InstructLab Training: Help Your AI Models Grow Up Quickly

80% of AI models never see the real world. InstructLab helps us train models fast with less data, time, and resources.

InstructLab Training: Help Your AI Models Grow Up Quickly

80% of AI models never make it to the real world.

Training AI models is slow and difficult. It requires a ton of data, specialized systems, time and expertise.

And if our models never make it to production, our customers (and business) will see zero value. Like a kid that never leaves the house.

Fortunately, InstructLab is an easy way of helping our models grow up. And fast.

Why do we use InstructLab?

InstructLab helps us train AI models quickly. You need less data, time, and can do it on your local machine. You don’t have to be a data scientist.

With a few lines of text, we can add skills and knowledge to AI models.

And since InstructLab makes contributing to models easy, models can improve rapidly. What open source did for software development, InstructLab aims to do for model tuning.

How do we use InstructLab?

InstructLab is a school that helps our AI models learn and grow. This takes place in three steps.

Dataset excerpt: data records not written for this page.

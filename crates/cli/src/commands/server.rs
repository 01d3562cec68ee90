// SPDX-License-Identifier: BUSL-1.1
// Copyright (c) 2026 Alfred Jean LLC

//! `skynet server` - run a pre-configured RPC server until shutdown.

use std::sync::Arc;

use anyhow::Result;
use tracing::info;

use skynet_core::Config;
use skynet_server::{EchoService, Server, ServerOptions, SkynetService};

/// Start the server, publish its services, and block until ctrl-c.
pub async fn run(config: Config) -> Result<()> {
    let registry = super::open_registry(&config).await?;

    // Compiled language: services are linked into the binary rather than
    // loaded from source files at startup.
    info!(
        services_path = %config.services_path.display(),
        "serving compiled-in services; the services directory is not scanned"
    );
    let services: Vec<Arc<dyn SkynetService>> =
        vec![Arc::new(EchoService::new(config.region.clone()))];

    let host = config.local_ip().to_string();
    let server = Server::bind(
        &host,
        config.server_port,
        registry.clone(),
        services,
        ServerOptions::default(),
    )
    .await?;
    for instance in server.instances() {
        info!(
            service = %instance.name,
            version = %instance.version,
            region = %instance.region,
            endpoint = %instance.endpoint(),
            "service registered"
        );
    }

    let handle = server.handle();
    let acceptor = tokio::spawn(server.run());

    tokio::signal::ctrl_c().await?;
    info!("shutting down");
    handle.shutdown().await;
    registry.close().await;
    acceptor.await?;
    Ok(())
}
// SPDX-License-Identifier: BUSL-1.1
// Copyright (c) 2026 Alfred Jean LLC

//! Selection specs: equal-score endpoints share load uniformly.

use std::collections::HashMap;
use std::sync::Arc;

use async_trait::async_trait;
use bson::{doc, Document};

use skynet_client::ServiceClient;
use skynet_server::{ServiceError, SkynetService};
use skynet_store::MemoryStore;

use super::prelude::*;

/// Echo-style service that identifies which instance answered.
struct TaggedService {
    tag: &'static str,
}

#[async_trait]
impl SkynetService for TaggedService {
    fn service_name(&self) -> &str {
        "EchoService"
    }

    fn service_version(&self) -> &str {
        "1"
    }

    fn service_region(&self) -> &str {
        "R"
    }

    async fn dispatch(
        &self,
        method: &str,
        _params: Document,
    ) -> Result<Option<Document>, ServiceError> {
        match method {
            "who" => Ok(Some(doc! { "tag": self.tag })),
            other => Err(ServiceError::unknown_method(self.service_name(), other)),
        }
    }
}

#[tokio::test]
async fn equal_score_endpoints_split_load_roughly_evenly() {
    let store = MemoryStore::new();
    let (_a, _port_a) =
        start_server(&store, 2000, vec![Arc::new(TaggedService { tag: "a" })]).await;
    let (_b, _port_b) =
        start_server(&store, 2001, vec![Arc::new(TaggedService { tag: "b" })]).await;

    let registry = open_registry(&store).await;
    wait_for("both endpoints visible", || {
        registry.servers_for("EchoService", "1", "R").map(|s| s.len()).unwrap_or(0) == 2
    })
    .await;

    let client = ServiceClient::new(registry, pool(), "EchoService", "*", "R");

    let mut counts: HashMap<String, usize> = HashMap::new();
    for _ in 0..1000 {
        let reply = client.call("who", &doc! {}).await.unwrap();
        *counts.entry(reply.get_str("tag").unwrap().to_string()).or_default() += 1;
    }

    let a = counts.get("a").copied().unwrap_or(0);
    let b = counts.get("b").copied().unwrap_or(0);
    assert_eq!(a + b, 1000);
    // Uniform selection: 50/50 within ±5%.
    assert!((450..=550).contains(&a), "selection skewed: a={a} b={b}");
}
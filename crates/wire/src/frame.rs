// SPDX-License-Identifier: BUSL-1.1
// Copyright (c) 2026 Alfred Jean LLC

//! Length-prefixed BSON frame reader/writer.

use bson::Document;
use serde::de::DeserializeOwned;
use serde::Serialize;
use thiserror::Error;
use tokio::io::{AsyncRead, AsyncReadExt, AsyncWrite, AsyncWriteExt};

/// Upper bound on a single frame. A peer announcing more than this is
/// treated as corrupt rather than allocated for.
pub const MAX_FRAME_LEN: usize = 16 * 1024 * 1024;

/// Smallest legal BSON document: 4-byte length + terminating NUL.
const MIN_FRAME_LEN: i32 = 5;

/// Errors in the framing layer and protocol state machine.
#[derive(Debug, Error)]
pub enum ProtocolError {
    #[error("frame announced an invalid length: {0}")]
    FrameLength(i64),

    #[error("short read: peer closed mid-frame")]
    ShortRead,

    #[error("sequence mismatch: expected {expected}, got {got}")]
    SequenceMismatch { expected: i64, got: i64 },

    #[error("malformed handshake: {0}")]
    Handshake(String),

    #[error("servicemethod must end in \".Forward\": {0:?}")]
    BadServiceMethod(String),

    #[error("BSON decode: {0}")]
    Decode(#[from] bson::de::Error),

    #[error("BSON encode: {0}")]
    Encode(#[from] bson::ser::Error),

    #[error(transparent)]
    Io(#[from] std::io::Error),
}

fn map_read_err(e: std::io::Error) -> ProtocolError {
    if e.kind() == std::io::ErrorKind::UnexpectedEof {
        ProtocolError::ShortRead
    } else {
        ProtocolError::Io(e)
    }
}

/// Read one framed BSON document.
///
/// Reads the 4-byte length, then exactly the remaining bytes. A read that
/// returns fewer bytes than announced is an error, never a partial document.
pub async fn read_document<R>(reader: &mut R) -> Result<Document, ProtocolError>
where
    R: AsyncRead + Unpin,
{
    let mut len_buf = [0u8; 4];
    reader.read_exact(&mut len_buf).await.map_err(map_read_err)?;
    let len = i32::from_le_bytes(len_buf);
    if len < MIN_FRAME_LEN || len as usize > MAX_FRAME_LEN {
        return Err(ProtocolError::FrameLength(len as i64));
    }

    let mut buf = vec![0u8; len as usize];
    buf[..4].copy_from_slice(&len_buf);
    reader.read_exact(&mut buf[4..]).await.map_err(map_read_err)?;

    Ok(Document::from_reader(&mut buf.as_slice())?)
}

/// Write one framed BSON document. The document's own leading length field
/// is the frame prefix; nothing else goes on the wire.
pub async fn write_document<W>(writer: &mut W, doc: &Document) -> Result<(), ProtocolError>
where
    W: AsyncWrite + Unpin,
{
    let mut buf = Vec::new();
    doc.to_writer(&mut buf)?;
    writer.write_all(&buf).await?;
    Ok(())
}

/// Read one framed document and deserialize it into a message type.
pub async fn read_message<R, T>(reader: &mut R) -> Result<T, ProtocolError>
where
    R: AsyncRead + Unpin,
    T: DeserializeOwned,
{
    let doc = read_document(reader).await?;
    Ok(bson::from_document(doc)?)
}

/// Serialize a message and write it as one framed document.
pub async fn write_message<W, T>(writer: &mut W, message: &T) -> Result<(), ProtocolError>
where
    W: AsyncWrite + Unpin,
    T: Serialize,
{
    let doc = bson::to_document(message)?;
    write_document(writer, &doc).await
}

#[cfg(test)]
#[path = "frame_tests.rs"]
mod tests;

  1. Contribute Knowledge. We provide knowledge and skills in Q&A format. This serves as an example for what the model will learn.
  2. Generate Data. InstructLab generates many examples similar to the ones we provided. We don’t have to find huge datasets ourselves.
  3. Train the Model. InstructLab takes the generated data and uses it to train the model. We’ll also check our model to make sure it has learned correctly.

What You’ll Need

  • M1/M2/M3 Mac or Linux system
  • ~25GB of free disk space

Step 1: Install the ilab CLI

First, we’ll install the necessary packages to run InstructLAB.

For Linux:

sudo dnf install gcc gcc-c++ make git python3.11 python3.11-devel

For macOS:

xcode-select --install

Then, create a new directory to store the files the ilab CLI needs when running

mkdir instructlab && cd instructlab

Last, we’ll enter our virtual environment and install the InstructLab CLI. This command should work for most, but there are also alternative installations here.

python3 -m venv --upgrade-deps venv
source venv/bin/activate
pip install instructlab

Verify that InstructLab was installed correctly. From your virtual environment (venv), run the InstructLab cli.

ilab

You should see something like this.

Usage: ilab [OPTIONS] COMMAND [ARGS]...

CLI for interacting with InstructLab.

Finally, we’ll initialize your Instructlab repository so we can create new knowledge and skills.

ilab config init --non-interactive

Step 2: Download the Model

First, we’ll download a model to use for our training.

ilab model download

This downloads a model called Merlinite from HuggingFace. The Merlinite model is a small, pre-trained model by IBM. It’s perfect for local development.

Once we have our model, we'll chat with it to see what it knows.

ilab model chat

Let’s ask a question about InstructLab.

What is InstructLab?

The response is well formatted – but wrong. And like a child, sometimes our AI models make things up when they don’t know. We call these hallucinations.

Step 3: Add new knowledge to the model

We’ll add knowledge to our model. This is done via a taxonomy. Taxonomy is a tree structure that organizes things – in our case knowledge and skills.

Quit the chat and open the taxonomy folder.

exit
ls taxonomy

Here you’ll find a few things. But there are three important directories.

  • Knowledge - factual knowledge
  • Foundational skills - basic skills our model has: math, coding, language skills, reasoning
  • Compositional skills - skills that combine knowledge and foundational skills to answer complex questions. Ex. Writing an email or an earnings report

To teach our model new knowledge, add a new directory and download our knowledge file.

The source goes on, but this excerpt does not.